WHAT THE TASK REQUIRES: What you return should be the lines from the first line of the records below through the line holding "Hash, Serialize, Deserialize)]", unchanged.

Dataset entries:
────────────────

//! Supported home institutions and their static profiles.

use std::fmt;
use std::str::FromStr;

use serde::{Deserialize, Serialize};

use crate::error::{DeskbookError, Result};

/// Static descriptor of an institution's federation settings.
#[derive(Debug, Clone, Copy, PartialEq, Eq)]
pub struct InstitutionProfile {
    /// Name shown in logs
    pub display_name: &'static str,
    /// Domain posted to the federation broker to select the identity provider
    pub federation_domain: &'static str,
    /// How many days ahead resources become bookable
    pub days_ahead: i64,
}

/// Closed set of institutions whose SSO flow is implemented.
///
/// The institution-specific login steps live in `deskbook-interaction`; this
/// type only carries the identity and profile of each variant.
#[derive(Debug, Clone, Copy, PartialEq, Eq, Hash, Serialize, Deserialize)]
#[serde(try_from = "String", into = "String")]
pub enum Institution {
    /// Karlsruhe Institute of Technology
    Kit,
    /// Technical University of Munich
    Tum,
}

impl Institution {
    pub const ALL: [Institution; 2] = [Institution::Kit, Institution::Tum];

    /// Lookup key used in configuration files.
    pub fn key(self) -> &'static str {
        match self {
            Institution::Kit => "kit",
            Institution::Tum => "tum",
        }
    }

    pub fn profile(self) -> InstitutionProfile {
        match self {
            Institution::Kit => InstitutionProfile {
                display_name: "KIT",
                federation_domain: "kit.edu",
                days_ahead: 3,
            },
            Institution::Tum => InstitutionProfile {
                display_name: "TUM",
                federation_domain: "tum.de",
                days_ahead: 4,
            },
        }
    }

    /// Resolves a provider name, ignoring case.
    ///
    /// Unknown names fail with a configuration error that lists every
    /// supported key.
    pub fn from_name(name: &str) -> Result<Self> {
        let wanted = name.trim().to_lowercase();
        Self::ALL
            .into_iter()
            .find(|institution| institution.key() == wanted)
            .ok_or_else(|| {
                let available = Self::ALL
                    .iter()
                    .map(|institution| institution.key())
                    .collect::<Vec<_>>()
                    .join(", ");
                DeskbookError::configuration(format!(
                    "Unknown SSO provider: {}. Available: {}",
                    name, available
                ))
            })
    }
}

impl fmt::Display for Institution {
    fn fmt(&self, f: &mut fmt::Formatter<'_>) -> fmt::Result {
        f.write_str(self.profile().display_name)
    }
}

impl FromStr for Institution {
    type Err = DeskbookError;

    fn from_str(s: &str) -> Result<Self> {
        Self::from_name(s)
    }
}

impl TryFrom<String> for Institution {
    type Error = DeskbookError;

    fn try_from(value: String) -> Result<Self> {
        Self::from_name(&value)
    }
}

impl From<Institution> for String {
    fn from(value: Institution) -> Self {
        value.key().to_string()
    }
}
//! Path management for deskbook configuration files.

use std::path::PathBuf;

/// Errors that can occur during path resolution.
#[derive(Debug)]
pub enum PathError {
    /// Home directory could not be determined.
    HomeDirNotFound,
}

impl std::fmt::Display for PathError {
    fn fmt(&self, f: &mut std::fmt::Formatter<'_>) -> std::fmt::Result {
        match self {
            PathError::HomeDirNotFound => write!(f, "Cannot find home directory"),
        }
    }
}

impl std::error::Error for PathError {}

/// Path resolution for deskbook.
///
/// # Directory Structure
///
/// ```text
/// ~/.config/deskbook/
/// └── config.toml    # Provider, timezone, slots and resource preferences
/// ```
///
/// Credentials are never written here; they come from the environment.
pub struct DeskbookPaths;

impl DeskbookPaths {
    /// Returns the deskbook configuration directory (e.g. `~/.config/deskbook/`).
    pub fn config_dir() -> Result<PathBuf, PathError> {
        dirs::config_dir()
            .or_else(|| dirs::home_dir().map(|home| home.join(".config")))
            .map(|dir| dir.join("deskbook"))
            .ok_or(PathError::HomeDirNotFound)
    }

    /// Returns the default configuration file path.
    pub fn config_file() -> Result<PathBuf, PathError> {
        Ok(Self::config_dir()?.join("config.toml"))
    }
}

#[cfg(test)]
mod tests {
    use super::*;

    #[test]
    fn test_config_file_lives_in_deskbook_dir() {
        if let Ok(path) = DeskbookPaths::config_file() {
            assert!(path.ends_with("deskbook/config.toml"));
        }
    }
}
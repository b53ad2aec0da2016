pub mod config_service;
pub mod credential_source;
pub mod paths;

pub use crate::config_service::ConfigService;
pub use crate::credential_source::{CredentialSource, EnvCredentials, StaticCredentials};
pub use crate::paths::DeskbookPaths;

────────────────

TASK ANSWER:
//! Supported home institutions and their static profiles.

use std::fmt;
use std::str::FromStr;

use serde::{Deserialize, Serialize};

use crate::error::{DeskbookError, Result};

/// Static descriptor of an institution's federation settings.
#[derive(Debug, Clone, Copy, PartialEq, Eq)]
pub struct InstitutionProfile {
    /// Name shown in logs
    pub display_name: &'static str,
    /// Domain posted to the federation broker to select the identity provider
    pub federation_domain: &'static str,
    /// How many days ahead resources become bookable
    pub days_ahead: i64,
}

/// Closed set of institutions whose SSO flow is implemented.
///
/// The institution-specific login steps live in `deskbook-interaction`; this
/// type only carries the identity and profile of each variant.
#[derive(Debug, Clone, Copy, PartialEq, Eq, Hash, Serialize, Deserialize)]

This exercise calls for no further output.